Betmambetov's previous films, the Russian fantasy two-pack "Night Watch" and "Day Watch," allowed the filmmaker to sharpen his visual effect skills, and all that exhaustive training comes out to play during "Wanted." The film is teeming with Betmambetov fingerprints, from a fixation on uneasy textures to the lawless action, playing acceptably into the director's field of vision. He's having ball with his English-language debut, falling in love with The Fraternity world: the textile factory/slaughterhouse base of operations, the health-replenishing wax baths the assassins take to cure wounds, and the sheer ballet of bloodshed as the warriors engage in hyper-warfare by "curving" bullets and nailing gravity-defying kill shots. It's a tapestry of absurdity, yet the director shapes it into a spellbinding sit for the first hour, gulping down the nonsense with a completely convincing photographic bravado.

Following Wesley as he grows from "Fight Club" mouse to "Matrix" lion is a far more enchanting arc than it has any right to be, if only because Betmambetov keeps the film's outlandishness out in front to stun the viewer, while the rest of the film breakdances like a madman to keep the pace at top speed. The filmmaker is dealing with ridiculously clichéd visual gimmicks, but there's a consistency to "Wanted," a veritable fantasy world created, that helps to swallow the malarkey that's routinely offered by the camera.

Would you believe The Fraternity actually receives their kill assignments from a mystical loom that foretells destinies? It's that level of reality that Betmambetov saves from complete laughter with his visual ferocity.

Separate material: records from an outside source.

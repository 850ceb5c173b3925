//! Walking schedules into an executor

use super::*;
use crate::core::SchedulerConfig;
use crate::scheduler::{CommandFlags, FrameScheduler, ShadowMapDescriptor, SortContext};

fn scheduled(commands: &[DrawCommand], config: SchedulerConfig) -> Vec<Event> {
    let mut scheduler = FrameScheduler::new(config).unwrap();
    let schedule = scheduler.schedule_frame(&camera(1.0, 1000.0), commands, &[], SortContext::Render).unwrap();

    let mut executor = RecordingExecutor::default();
    schedule.execute(commands, &mut executor).unwrap();
    executor.events
}

#[test]
fn test_sub_frustums_run_far_to_near_with_clear_first() {
    let config = SchedulerConfig::default().with_far_to_near_ratio(10.0).with_depth_range_fitting(false);
    let commands = vec![at_depth(Pass::Opaque, 5.0, 1.0), at_depth(Pass::Opaque, 500.0, 1.0)];

    let events = scheduled(&commands, config);

    let begins: Vec<usize> = events
        .iter()
        .filter_map(|event| match event {
            Event::BeginFrustum(index) => Some(*index),
            _ => None,
        })
        .collect();
    assert_eq!(begins, vec![2, 1, 0]);

    for (position, event) in events.iter().enumerate() {
        if matches!(event, Event::BeginFrustum(_)) {
            assert_eq!(events[position + 1], Event::Clear(ClearCommand::DEPTH_STENCIL));
        }
    }

    let opaque: Vec<&Vec<CommandIndex>> = events
        .iter()
        .filter_map(|event| match event {
            Event::Pass(Pass::Opaque, _, indices) => Some(indices),
            _ => None,
        })
        .collect();
    assert_eq!(opaque, vec![&vec![1], &vec![0]]);
}

#[test]
fn test_clear_resets_depth_and_stencil() {
    let clear = ClearCommand::DEPTH_STENCIL;
    assert_eq!(clear.depth, 1.0);
    assert_eq!(clear.stencil, 0);
    assert!(!clear.flags.contains(crate::scheduler::ClearFlags::COLOR));
}

#[test]
fn test_once_per_frame_passes_bracket_the_frustums() {
    let unculled = CommandFlags::empty();
    let commands = vec![
        DrawCommand::new(Pass::Overlay, 0).with_flags(unculled),
        at_depth(Pass::Translucent, 20.0, 1.0),
        DrawCommand::new(Pass::Environment, 2).with_flags(unculled),
        at_depth(Pass::Globe, 30.0, 1.0),
        DrawCommand::new(Pass::Compute, 4).with_flags(unculled),
    ];

    let events = scheduled(&commands, SchedulerConfig::default());
    let passes: Vec<Pass> = events
        .iter()
        .filter_map(|event| match event {
            Event::Pass(pass, _, _) => Some(*pass),
            _ => None,
        })
        .collect();

    assert_eq!(passes, vec![Pass::Compute, Pass::Environment, Pass::Globe, Pass::Translucent, Pass::Overlay]);
    assert_eq!(events.first(), Some(&Event::Pass(Pass::Compute, DepthRange::new(19.0, 31.0), vec![4])));
}

#[test]
fn test_opaque_and_translucent_use_their_own_near() {
    let config = SchedulerConfig::default().with_far_to_near_ratio(10.0).with_depth_range_fitting(false);
    let commands = vec![at_depth(Pass::Globe, 50.0, 1.0), at_depth(Pass::Translucent, 60.0, 1.0)];

    let events = scheduled(&commands, config);

    let globe_range = events.iter().find_map(|event| match event {
        Event::Pass(Pass::Globe, range, _) => Some(*range),
        _ => None,
    });
    let translucent_range = events.iter().find_map(|event| match event {
        Event::Pass(Pass::Translucent, range, _) => Some(*range),
        _ => None,
    });

    assert_eq!(globe_range, Some(DepthRange::new(10.0 * 0.9999, 100.0)));
    assert_eq!(translucent_range, Some(DepthRange::new(10.0, 100.0)));
}

#[test]
fn test_shadow_passes_walk_casters_by_pass() {
    let mut scheduler = FrameScheduler::new(SchedulerConfig::default()).unwrap();
    let commands = vec![
        at_depth(Pass::Opaque, 20.0, 1.0).with_added_flags(CommandFlags::CAST_SHADOWS),
        at_depth(Pass::Globe, 22.0, 1.0).with_added_flags(CommandFlags::CAST_SHADOWS),
    ];
    let maps = [ShadowMapDescriptor::point(Vec3::new(0.0, 0.0, -21.0), 10.0)];

    let schedule = scheduler.schedule_frame(&camera(1.0, 1000.0), &commands, &maps, SortContext::Render).unwrap();
    let mut executor = RecordingExecutor::default();
    schedule.execute_shadows(&commands, &mut executor).unwrap();

    let begins = executor.events.iter().filter(|e| matches!(e, Event::BeginShadowPass(_))).count();
    assert_eq!(begins, 6);
    assert!(matches!(executor.events[0], Event::BeginShadowPass(ShadowPassKind::CubeFace { map: 0, .. })));
    assert!(matches!(&executor.events[1], Event::Pass(Pass::Globe, _, indices) if indices == &vec![1]));
    assert!(matches!(&executor.events[2], Event::Pass(Pass::Opaque, _, indices) if indices == &vec![0]));
}

#[test]
fn test_executor_errors_abort_the_walk() {
    struct FailOnTranslucent {
        passes: usize,
    }

    impl CommandExecutor for FailOnTranslucent {
        type Error = String;

        fn begin_frustum(&mut self, _index: usize, _frustum: &FrustumCommands) -> Result<(), String> {
            Ok(())
        }

        fn clear(&mut self, _clear: &ClearCommand) -> Result<(), String> {
            Ok(())
        }

        fn execute_pass(&mut self, batch: PassBatch<'_>) -> Result<(), String> {
            self.passes += 1;
            if batch.pass == Pass::Translucent {
                return Err(format!("{} translucent commands rejected", batch.len()));
            }
            Ok(())
        }

        fn begin_shadow_pass(&mut self, _pass: &ShadowPass) -> Result<(), String> {
            Ok(())
        }
    }

    let commands = vec![
        at_depth(Pass::Opaque, 20.0, 1.0),
        at_depth(Pass::Translucent, 25.0, 1.0),
        DrawCommand::new(Pass::Overlay, 2).with_flags(CommandFlags::empty()),
    ];
    let mut scheduler = FrameScheduler::new(SchedulerConfig::default()).unwrap();
    let schedule = scheduler.schedule_frame(&camera(1.0, 1000.0), &commands, &[], SortContext::Render).unwrap();

    let mut executor = FailOnTranslucent { passes: 0 };
    assert_eq!(schedule.execute(&commands, &mut executor), Err("1 translucent commands rejected".to_string()));
    // Overlay never ran
    assert_eq!(executor.passes, 2);
}
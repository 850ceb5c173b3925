//! Configuration system
//!
//! Any serde-capable settings struct gains file loading and saving by
//! implementing [`Config`]. The format is picked from the file extension.

pub use serde::{Serialize, Deserialize};

/// Configuration trait
pub trait Config: Serialize + for<'de> Deserialize<'de> + Default {
    /// Load configuration from file
    fn load_from_file(path: &str) -> Result<Self, ConfigError> {
        let contents = std::fs::read_to_string(path)
            .map_err(ConfigError::Io)?;

        Self::from_str_with_format(&contents, ConfigFormat::from_path(path)?)
    }

    /// Parse configuration text in the given format
    fn from_str_with_format(contents: &str, format: ConfigFormat) -> Result<Self, ConfigError> {
        match format {
            ConfigFormat::Toml => toml::from_str(contents).map_err(|e| ConfigError::Parse(e.to_string())),
            ConfigFormat::Ron => ron::from_str(contents).map_err(|e| ConfigError::Parse(e.to_string())),
        }
    }

    /// Serialize configuration text in the given format
    fn to_string_with_format(&self, format: ConfigFormat) -> Result<String, ConfigError> {
        match format {
            ConfigFormat::Toml => toml::to_string_pretty(self).map_err(|e| ConfigError::Serialize(e.to_string())),
            ConfigFormat::Ron => ron::ser::to_string_pretty(self, ron::ser::PrettyConfig::default())
                .map_err(|e| ConfigError::Serialize(e.to_string())),
        }
    }

    /// Save configuration to file
    fn save_to_file(&self, path: &str) -> Result<(), ConfigError> {
        let contents = self.to_string_with_format(ConfigFormat::from_path(path)?)?;
        std::fs::write(path, contents).map_err(ConfigError::Io)
    }
}

/// Supported configuration file formats
#[derive(Debug, Clone, Copy, PartialEq, Eq)]
pub enum ConfigFormat {
    /// TOML (`.toml`)
    Toml,
    /// Rusty Object Notation (`.ron`)
    Ron,
}

impl ConfigFormat {
    /// Pick the format from a file path's extension
    pub fn from_path(path: &str) -> Result<Self, ConfigError> {
        if path.ends_with(".toml") {
            Ok(Self::Toml)
        } else if path.ends_with(".ron") {
            Ok(Self::Ron)
        } else {
            Err(ConfigError::UnsupportedFormat(path.to_string()))
        }
    }
}

/// Configuration errors
#[derive(thiserror::Error, Debug)]
pub enum ConfigError {
    /// IO error
    #[error("IO error: {0}")]
    Io(#[from] std::io::Error),

    /// Parse error
    #[error("Parse error: {0}")]
    Parse(String),

    /// Serialization error
    #[error("Serialization error: {0}")]
    Serialize(String),

    /// Unsupported format
    #[error("Unsupported format: {0}")]
    UnsupportedFormat(String),

    /// A setting holds a value outside its valid range
    #[error("Invalid value for `{field}`: {reason}")]
    InvalidValue {
        /// Name of the offending setting
        field: &'static str,
        /// What the setting requires
        reason: String,
    },
}
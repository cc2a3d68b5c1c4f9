//! Resolved device and service descriptions
//!
//! These are the output of the (external) description/discovery layer:
//! a device's identity plus, per service, the relative control and event
//! URLs a handle needs. The discovery layer hands them over already
//! parsed; this module only carries them and resolves the URLs.

use serde::{Deserialize, Serialize};
use url::Url;

/// One service advertised in a device description
#[derive(Debug, Clone, PartialEq, Eq, Serialize, Deserialize)]
pub struct ServiceDescription {
    /// Service type URN, e.g. `urn:schemas-upnp-org:service:RenderingControl:1`
    pub service_type: String,
    /// Service identifier within the device
    pub service_id: String,
    /// Control URL, relative to the device URL base
    pub control_url: String,
    /// Event subscription URL, relative to the device URL base
    pub event_sub_url: String,
}

/// A device description resolved by the discovery layer
#[derive(Debug, Clone, PartialEq, Eq, Serialize, Deserialize)]
pub struct DeviceDescription {
    /// Base URL against which the services' relative URLs resolve
    pub url_base: String,
    /// Unique device name (UDN)
    pub udn: String,
    pub friendly_name: String,
    pub manufacturer: String,
    pub model_name: String,
    pub services: Vec<ServiceDescription>,
}

impl DeviceDescription {
    /// First service whose type matches `service_type` exactly
    pub fn service_of_type(&self, service_type: &str) -> Option<&ServiceDescription> {
        self.services
            .iter()
            .find(|s| s.service_type == service_type)
    }
}

/// Join a device's URL base with a control or event URL.
///
/// An absolute `relative` wins over the base. Inputs that do not parse
/// as URLs fall back to plain path concatenation so a handle can still
/// be constructed from a sloppy description.
pub fn resolve_url(base: &str, relative: &str) -> String {
    match Url::parse(base).and_then(|b| b.join(relative)) {
        Ok(url) => url.to_string(),
        Err(_) => format!(
            "{}/{}",
            base.trim_end_matches('/'),
            relative.trim_start_matches('/')
        ),
    }
}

However, what goes up must come down. Once "Wanted" moves over to the second half, the picture strangely begins to buy into itself, turning an agreeably violent, heavily caloric distraction into a battle of fates as Wesley starts to take his role in The Fraternity very seriously. Once "Wanted" becomes a tale of revenge instead of discovery, the whole film deflates into over-plotted nonsense. The fun is scooped right out of this sucker, replaced with a punishing sense of obligation, where the filmmaker tries to overcome the movie's newfound solemnity with a late-inning presentation of excessive, nasty violence and multiple explosions.

Let's just say the climax of "Wanted" involves epic posturing of familial revenge, a deafening Busby Berkeley-style shoot-out, and an army of lethal rats, their bellies filled with peanut butter and explosives.

It's disappointing that "Wanted" abandons its sense of humor, but that doesn't completely rob the picture of some wildly infectious material. It doesn't maintain its pitch, but "Wanted" is still a rewarding rocket-powered ride of escapism, damn near-perfect lunacy at times.